▶ **TASK DESCRIPTION**: Extract the entries in their exact form.

*** Opening of EXTRACTED DATA ***

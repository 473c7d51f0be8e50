//! Materializes operator-configured variables as PHP files the deployed
//! application loads, and wires them into its entry point.
//!
//! Files written into the workspace:
//!
//! | File               | When                         | Contents                               |
//! |--------------------|------------------------------|----------------------------------------|
//! | `custom-env.php`   | at least one variable exists | `$_ENV[...]` and `putenv(...)` per var |
//! | `auto-include.php` | always                       | loads the above, sets app context      |
//! | `index.php`        | missing or not yet wired     | requires `auto-include.php`            |
//! | `.htaccess`        | missing                      | front controller, denies generated files |
//!
//! Output is deterministic for a given input so repeated deployments produce
//! identical files.

use std::fmt::Write as _;
use std::path::{Path, PathBuf};

use super::models::{Application, CustomEnvVar};
use super::validate::is_valid_env_key;
use crate::errors::{DeployError, DeployResult};

pub const ENV_FILE: &str = "custom-env.php";
pub const BOOTSTRAP_FILE: &str = "auto-include.php";
pub const ENTRY_POINT: &str = "index.php";
pub const HTACCESS_FILE: &str = ".htaccess";

const BOOTSTRAP_REQUIRE: &str = "require_once __DIR__ . '/auto-include.php';";

#[derive(Debug, Clone, Copy, PartialEq, Eq)]
pub enum EntryPointAction {
    /// Already references the bootstrap file.
    Unchanged,
    /// Existing entry point rewritten to require the bootstrap first.
    Rewritten,
    /// No entry point existed; a landing page was generated.
    Generated,
}

#[derive(Debug, Clone, PartialEq, Eq)]
pub struct InjectionReport {
    pub variables_written: usize,
    /// Keys that are not valid identifiers and were left out.
    pub skipped_keys: Vec<String>,
    pub entry_point: EntryPointAction,
    pub htaccess_written: bool,
}

/// Quote `value` as a PHP single-quoted string literal.
pub fn php_quote(value: &str) -> String {
    let mut out = String::with_capacity(value.len() + 2);
    out.push('\'');
    for c in value.chars() {
        if c == '\\' || c == '\'' {
            out.push('\\');
        }
        out.push(c);
    }
    out.push('\'');
    out
}

fn write_file(path: PathBuf, content: &str) -> DeployResult<()> {
    std::fs::write(&path, content).map_err(|source| DeployError::InjectionFailed { path, source })
}

/// Render `custom-env.php`. Returns the file and the keys that were skipped.
pub fn render_env_file(variables: &[CustomEnvVar]) -> (String, Vec<String>) {
    let mut out = String::from(
        "<?php\n/**\n * Custom environment variables.\n * Generated on every deployment. Do not edit.\n */\n\n",
    );
    let mut skipped = Vec::new();
    for var in variables {
        if !is_valid_env_key(&var.key) {
            skipped.push(var.key.clone());
            continue;
        }
        if var.is_sensitive {
            let _ = writeln!(out, "// {} (sensitive)", var.key);
        } else {
            let _ = writeln!(out, "// {}", var.key);
        }
        let _ = writeln!(out, "$_ENV['{}'] = {};", var.key, php_quote(&var.value));
        let _ = writeln!(out, "putenv({});\n", php_quote(&format!("{}={}", var.key, var.value)));
    }
    (out, skipped)
}

pub fn render_bootstrap(app: &Application) -> String {
    let mut out = String::from(
        "<?php\n/**\n * Loads injected configuration and application context.\n * Generated on every deployment. Do not edit.\n */\n\n",
    );
    let _ = writeln!(out, "if (file_exists(__DIR__ . '/{}')) {{", ENV_FILE);
    let _ = writeln!(out, "    require_once __DIR__ . '/{}';", ENV_FILE);
    out.push_str("}\n\n");
    let id = app.id.to_string();
    for (key, value) in [
        ("APP_NAME", app.name.as_str()),
        ("APP_ID", id.as_str()),
        ("APP_DIRECTORY", app.directory.as_str()),
    ] {
        let _ = writeln!(out, "$_ENV['{}'] = {};", key, php_quote(value));
        let _ = writeln!(out, "putenv({});", php_quote(&format!("{}={}", key, value)));
    }
    out
}

/// Insert the bootstrap require into an existing entry point, or `None` when
/// it already references the bootstrap file.
pub fn wire_entry_point(content: &str) -> Option<String> {
    if content.contains(BOOTSTRAP_FILE) {
        return None;
    }
    let statement = format!("\n// Load injected environment\n{}\n", BOOTSTRAP_REQUIRE);
    let wired = match content.strip_prefix("<?php") {
        Some(rest) => format!("<?php{}{}", statement, rest),
        None => format!("<?php{}?>\n{}", statement, content),
    };
    Some(wired)
}

/// Landing page for a repository that ships no `index.php`.
pub fn render_landing_page(app: &Application) -> String {
    let mut out = format!("<?php\n{}\n\n", BOOTSTRAP_REQUIRE);
    let _ = writeln!(out, "$repository = {};", php_quote(&app.repository));
    let _ = writeln!(out, "$branch = {};", php_quote(&app.branch));
    let _ = writeln!(out, "$directory = {};", php_quote(&app.directory));
    let _ = writeln!(out, "$name = {};", php_quote(&app.name));
    out.push_str(
        r#"$hidden = ['.', '..', 'custom-env.php', 'auto-include.php', 'deployment.log'];
$files = array_values(array_diff(scandir(__DIR__), $hidden));
?>
<!DOCTYPE html>
<html>
<head><title><?= htmlspecialchars($name) ?></title></head>
<body>
<h1><?= htmlspecialchars($name) ?></h1>
<p>Deployed from <code><?= htmlspecialchars($repository) ?></code> (branch <code><?= htmlspecialchars($branch) ?></code>) into <code><?= htmlspecialchars($directory) ?></code>.</p>
<h2>Files</h2>
<ul>
<?php foreach ($files as $file): ?>
<li><?= htmlspecialchars($file) ?></li>
<?php endforeach; ?>
</ul>
</body>
</html>
"#,
    );
    out
}

pub fn render_htaccess() -> String {
    format!(
        "<FilesMatch \"^({}|{}|deployment\\.log)$\">\n    Require all denied\n</FilesMatch>\n\n\
         RewriteEngine On\n\
         RewriteCond %{{REQUEST_FILENAME}} !-f\n\
         RewriteCond %{{REQUEST_FILENAME}} !-d\n\
         RewriteRule ^(.*)$ index.php [QSA,L]\n",
        ENV_FILE.replace('.', "\\."),
        BOOTSTRAP_FILE.replace('.', "\\."),
    )
}

/// Write the generated files into `workspace` for `app` using a snapshot of
/// `variables`.
pub fn inject(
    workspace: &Path,
    variables: &[CustomEnvVar],
    app: &Application,
) -> DeployResult<InjectionReport> {
    let env_path = workspace.join(ENV_FILE);
    let (env_file, skipped_keys) = render_env_file(variables);
    let variables_written = variables.len() - skipped_keys.len();
    if variables_written > 0 {
        write_file(env_path, &env_file)?;
    } else if env_path.exists() {
        std::fs::remove_file(&env_path)
            .map_err(|source| DeployError::InjectionFailed { path: env_path, source })?;
    }

    write_file(workspace.join(BOOTSTRAP_FILE), &render_bootstrap(app))?;

    let entry = workspace.join(ENTRY_POINT);
    let entry_point = if entry.is_file() {
        let content =
            std::fs::read_to_string(&entry).map_err(|source| DeployError::InjectionFailed {
                path: entry.clone(),
                source,
            })?;
        match wire_entry_point(&content) {
            Some(wired) => {
                write_file(entry, &wired)?;
                EntryPointAction::Rewritten
            }
            None => EntryPointAction::Unchanged,
        }
    } else {
        write_file(entry, &render_landing_page(app))?;
        EntryPointAction::Generated
    };

    let htaccess = workspace.join(HTACCESS_FILE);
    let htaccess_written = !htaccess.exists();
    if htaccess_written {
        write_file(htaccess, &render_htaccess())?;
    }

    Ok(InjectionReport {
        variables_written,
        skipped_keys,
        entry_point,
        htaccess_written,
    })
}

*** Close of EXTRACTED DATA ***

▶ **TASK OUTPUT**:
repository 473c7d51f0be8e50
//! Materializes operator-configured variables as PHP files the deployed
//! application loads, and wires them into its entry point.
//!
//! Files written into the workspace:
//!
//! | File               | When                         | Contents                               |
//! |--------------------|------------------------------|----------------------------------------|
//! | `custom-env.php`   | at least one variable exists | `$_ENV[...]` and `putenv(...)` per var |
//! | `auto-include.php` | always                       | loads the above, sets app context      |
//! | `index.php`        | missing or not yet wired     | requires `auto-include.php`            |
//! | `.htaccess`        | missing                      | front controller, denies generated files |
//!
//! Output is deterministic for a given input so repeated deployments produce
//! identical files.

use std::fmt::Write as _;
use std::path::{Path, PathBuf};

use super::models::{Application, CustomEnvVar};
use super::validate::is_valid_env_key;
use crate::errors::{DeployError, DeployResult};

pub const ENV_FILE: &str = "custom-env.php";
pub const BOOTSTRAP_FILE: &str = "auto-include.php";
pub const ENTRY_POINT: &str = "index.php";
pub const HTACCESS_FILE: &str = ".htaccess";

const BOOTSTRAP_REQUIRE: &str = "require_once __DIR__ . '/auto-include.php';";

#[derive(Debug, Clone, Copy, PartialEq, Eq)]
pub enum EntryPointAction {
    /// Already references the bootstrap file.
    Unchanged,
    /// Existing entry point rewritten to require the bootstrap first.
    Rewritten,
    /// No entry point existed; a landing page was generated.
    Generated,
}

#[derive(Debug, Clone, PartialEq, Eq)]
pub struct InjectionReport {
    pub variables_written: usize,
    /// Keys that are not valid identifiers and were left out.
    pub skipped_keys: Vec<String>,
    pub entry_point: EntryPointAction,
    pub htaccess_written: bool,
}

/// Quote `value` as a PHP single-quoted string literal.
pub fn php_quote(value: &str) -> String {
    let mut out = String::with_capacity(value.len() + 2);
    out.push('\'');
    for c in value.chars() {
        if c == '\\' || c == '\'' {
            out.push('\\');
        }
        out.push(c);
    }
    out.push('\'');
    out
}

fn write_file(path: PathBuf, content: &str) -> DeployResult<()> {
    std::fs::write(&path, content).map_err(|source| DeployError::InjectionFailed { path, source })
}

/// Render `custom-env.php`. Returns the file and the keys that were skipped.
pub fn render_env_file(variables: &[CustomEnvVar]) -> (String, Vec<String>) {
    let mut out = String::from(
        "<?php\n/**\n * Custom environment variables.\n * Generated on every deployment. Do not edit.\n */\n\n",
    );
    let mut skipped = Vec::new();
    for var in variables {
        if !is_valid_env_key(&var.key) {
            skipped.push(var.key.clone());
            continue;
        }
        if var.is_sensitive {
            let _ = writeln!(out, "// {} (sensitive)", var.key);
        } else {
            let _ = writeln!(out, "// {}", var.key);
        }
        let _ = writeln!(out, "$_ENV['{}'] = {};", var.key, php_quote(&var.value));
        let _ = writeln!(out, "putenv({});\n", php_quote(&format!("{}={}", var.key, var.value)));
    }
    (out, skipped)
}

pub fn render_bootstrap(app: &Application) -> String {
    let mut out = String::from(
        "<?php\n/**\n * Loads injected configuration and application context.\n * Generated on every deployment. Do not edit.\n */\n\n",
    );
    let _ = writeln!(out, "if (file_exists(__DIR__ . '/{}')) {{", ENV_FILE);
    let _ = writeln!(out, "    require_once __DIR__ . '/{}';", ENV_FILE);
    out.push_str("}\n\n");
    let id = app.id.to_string();
    for (key, value) in [
        ("APP_NAME", app.name.as_str()),
        ("APP_ID", id.as_str()),
        ("APP_DIRECTORY", app.directory.as_str()),
    ] {
        let _ = writeln!(out, "$_ENV['{}'] = {};", key, php_quote(value));
        let _ = writeln!(out, "putenv({});", php_quote(&format!("{}={}", key, value)));
    }
    out
}

/// Insert the bootstrap require into an existing entry point, or `None` when
/// it already references the bootstrap file.
pub fn wire_entry_point(content: &str) -> Option<String> {
    if content.contains(BOOTSTRAP_FILE) {
        return None;
    }
    let statement = format!("\n// Load injected environment\n{}\n", BOOTSTRAP_REQUIRE);
    let wired = match content.strip_prefix("<?php") {
        Some(rest) => format!("<?php{}{}", statement, rest),
        None => format!("<?php{}?>\n{}", statement, content),
    };
    Some(wired)
}

/// Landing page for a repository that ships no `index.php`.
pub fn render_landing_page(app: &Application) -> String {
    let mut out = format!("<?php\n{}\n\n", BOOTSTRAP_REQUIRE);
    let _ = writeln!(out, "$repository = {};", php_quote(&app.repository));
    let _ = writeln!(out, "$branch = {};", php_quote(&app.branch));
    let _ = writeln!(out, "$directory = {};", php_quote(&app.directory));
    let _ = writeln!(out, "$name = {};", php_quote(&app.name));
    out.push_str(
        r#"$hidden = ['.', '..', 'custom-env.php', 'auto-include.php', 'deployment.log'];
$files = array_values(array_diff(scandir(__DIR__), $hidden));
?>
<!DOCTYPE html>
<html>
<head><title><?= htmlspecialchars($name) ?></title></head>
<body>
<h1><?= htmlspecialchars($name) ?></h1>
<p>Deployed from <code><?= htmlspecialchars($repository) ?></code> (branch <code><?= htmlspecialchars($branch) ?></code>) into <code><?= htmlspecialchars($directory) ?></code>.</p>
<h2>Files</h2>
<ul>
<?php foreach ($files as $file): ?>
<li><?= htmlspecialchars($file) ?></li>
<?php endforeach; ?>
</ul>
</body>
</html>
"#,
    );
    out
}

pub fn render_htaccess() -> String {
    format!(
        "<FilesMatch \"^({}|{}|deployment\\.log)$\">\n    Require all denied\n</FilesMatch>\n\n\
         RewriteEngine On\n\
         RewriteCond %{{REQUEST_FILENAME}} !-f\n\
         RewriteCond %{{REQUEST_FILENAME}} !-d\n\
         RewriteRule ^(.*)$ index.php [QSA,L]\n",
        ENV_FILE.replace('.', "\\."),
        BOOTSTRAP_FILE.replace('.', "\\."),
    )
}

/// Write the generated files into `workspace` for `app` using a snapshot of
/// `variables`.
pub fn inject(
    workspace: &Path,
    variables: &[CustomEnvVar],
    app: &Application,
) -> DeployResult<InjectionReport> {
    let env_path = workspace.join(ENV_FILE);
    let (env_file, skipped_keys) = render_env_file(variables);
    let variables_written = variables.len() - skipped_keys.len();
    if variables_written > 0 {
        write_file(env_path, &env_file)?;
    } else if env_path.exists() {
        std::fs::remove_file(&env_path)
            .map_err(|source| DeployError::InjectionFailed { path: env_path, source })?;
    }

    write_file(workspace.join(BOOTSTRAP_FILE), &render_bootstrap(app))?;

    let entry = workspace.join(ENTRY_POINT);
    let entry_point = if entry.is_file() {
        let content =
            std::fs::read_to_string(&entry).map_err(|source| DeployError::InjectionFailed {
                path: entry.clone(),
                source,
            })?;
        match wire_entry_point(&content) {
            Some(wired) => {
                write_file(entry, &wired)?;
                EntryPointAction::Rewritten
            }
            None => EntryPointAction::Unchanged,
        }
    } else {
        write_file(entry, &render_landing_page(app))?;
        EntryPointAction::Generated
    };

    let htaccess = workspace.join(HTACCESS_FILE);
    let htaccess_written = !htaccess.exists();
    if htaccess_written {
        write_file(htaccess, &render_htaccess())?;
    }

    Ok(InjectionReport {
        variables_written,
        skipped_keys,
        entry_point,
        htaccess_written,
    })
}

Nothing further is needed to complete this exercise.